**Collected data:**
=== Begin Enclosure ===
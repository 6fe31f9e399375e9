//! Calculator Value -> JSON conversion utilities

use rust_decimal::prelude::ToPrimitive;

use crate::Value;

/// Convert a calculator Value to serde_json::Value
///
/// Whole numbers become JSON integers; other numbers become floats when they
/// fit, and fall back to their exact decimal text otherwise.
pub fn value_to_json(v: &Value) -> serde_json::Value {
    match v {
        Value::Number(n) if n.fract().is_zero() => match n.to_i64() {
            Some(i) => serde_json::Value::Number(i.into()),
            None => serde_json::Value::String(n.to_string()),
        },
        Value::Number(n) => n
            .to_f64()
            .and_then(serde_json::Number::from_f64)
            .map(serde_json::Value::Number)
            .unwrap_or_else(|| serde_json::Value::String(n.normalize().to_string())),
        Value::String(s) => serde_json::Value::String(s.clone()),
    }
}
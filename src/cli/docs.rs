//! Documentation content for the tiny CLI

use super::CliError;

/// Available documentation categories
#[derive(Debug, Clone, Copy, PartialEq, Eq)]
pub enum DocCategory {
    Syntax,
    Operators,
    Literals,
    Functions,
}

impl DocCategory {
    /// Parse category name from string
    pub fn from_name(s: &str) -> Option<Self> {
        match s.to_lowercase().replace('-', "_").as_str() {
            "syntax" => Some(Self::Syntax),
            "operators" | "ops" => Some(Self::Operators),
            "literals" | "literal" | "numbers" => Some(Self::Literals),
            "functions" | "function" | "builtins" => Some(Self::Functions),
            _ => None,
        }
    }
}

/// Get the docs overview (category listing)
pub fn get_docs_overview() -> &'static str {
    r#"TINY DOCUMENTATION

Tiny is a small expression language. A source text is one expression: a
variable, a literal, a function call, a binary operation, or, at the top
level only, an assignment.

DOCUMENTATION CATEGORIES

  syntax            Expressions, assignment, calls, and grouping
  operators         Binary operators and how they nest
  literals          Numbers, strings, and 0x/0b prefixes
  functions         Built-in functions of the reference calculator

QUICK REFERENCE

  x = 5             Assignment (top level only)
  f(a, b)           Function call
  a + b * c         Parsed as a + (b * c); no precedence, always nests right
  "a" || "b"        Concatenation
  0x1f  0b101       Hexadecimal / binary literals

Run 'tiny docs <category>' for detailed documentation.
"#
}

/// Get documentation for a specific category
pub fn get_doc_category(name: &str) -> Result<&'static str, CliError> {
    match DocCategory::from_name(name) {
        Some(DocCategory::Syntax) => Ok(SYNTAX_DOC),
        Some(DocCategory::Operators) => Ok(OPERATORS_DOC),
        Some(DocCategory::Literals) => Ok(LITERALS_DOC),
        Some(DocCategory::Functions) => Ok(FUNCTIONS_DOC),
        None => Err(CliError::UnknownTopic(name.to_string())),
    }
}

const SYNTAX_DOC: &str = r#"SYNTAX - Expressions

VARIABLES
  name
    Letters, digits and underscores, not starting with a digit.

ASSIGNMENT
  name = expression
    Binds the value of the expression. Only legal as the whole statement:
    '(x = 5)' and 'f(x = 5)' are syntax errors.

FUNCTION CALLS
  name(arg, arg, ...)
    Zero or more comma-separated arguments. A trailing comma is ignored:
    'f(1,)' calls f with one argument.

GROUPING
  ( expression )
    Overrides the right-nesting of binary operators.

WHITESPACE
  Spaces, tabs and newlines separate tokens and are otherwise ignored.
"#;

const OPERATORS_DOC: &str = r#"OPERATORS - Binary Operators

  +     Addition
  -     Subtraction
  *     Multiplication
  /     Division
  ||    Concatenation of the text of both sides

NESTING
  All operators bind equally and nest to the right:

    2 * 3 + 4     is   2 * (3 + 4)    = 14
    8 - 4 - 2     is   8 - (4 - 2)    = 6

  Parenthesize to nest to the left:

    (2 * 3) + 4   = 10

  A single '|' is an error.
"#;

const LITERALS_DOC: &str = r#"LITERALS - Values Written in the Source

NUMBERS
  42  3  007
    Digit runs. A run that starts with a digit may continue with hex
    letters: '1f' is read as hexadecimal 31.

STRINGS
  "text"
    Everything up to the next double quote, verbatim.

HEXADECIMAL
  0x1f  0xFF  0x
    Only 0-9, a-f and A-F may follow. A bare '0x' is an empty value (0).

BINARY
  0b1011
    Only 0 and 1 may follow. A bare '0b' is an error.
"#;

const FUNCTIONS_DOC: &str = r#"FUNCTIONS - Built-ins of the Reference Calculator

  len(v)              Number of characters in v
  upper(s)            Uppercase copy of s
  lower(s)            Lowercase copy of s
  abs(n)              Absolute value
  min(n, ...)         Smallest argument
  max(n, ...)         Largest argument
  hex(n)              Hexadecimal digits of a non-negative integer
  matches(s, re)      1 if regular expression re matches s, otherwise 0

EXAMPLES
  tiny eval 'hex(0b11111111)'           => "ff"
  tiny eval 'matches("abc123", "[0-9]+")' => 1
"#;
=== End Enclosure ===
Search the entries for the word "Concatenation" and gather every line where it appears.

  "a" || "b"        Concatenation
  ||    Concatenation of the text of both sides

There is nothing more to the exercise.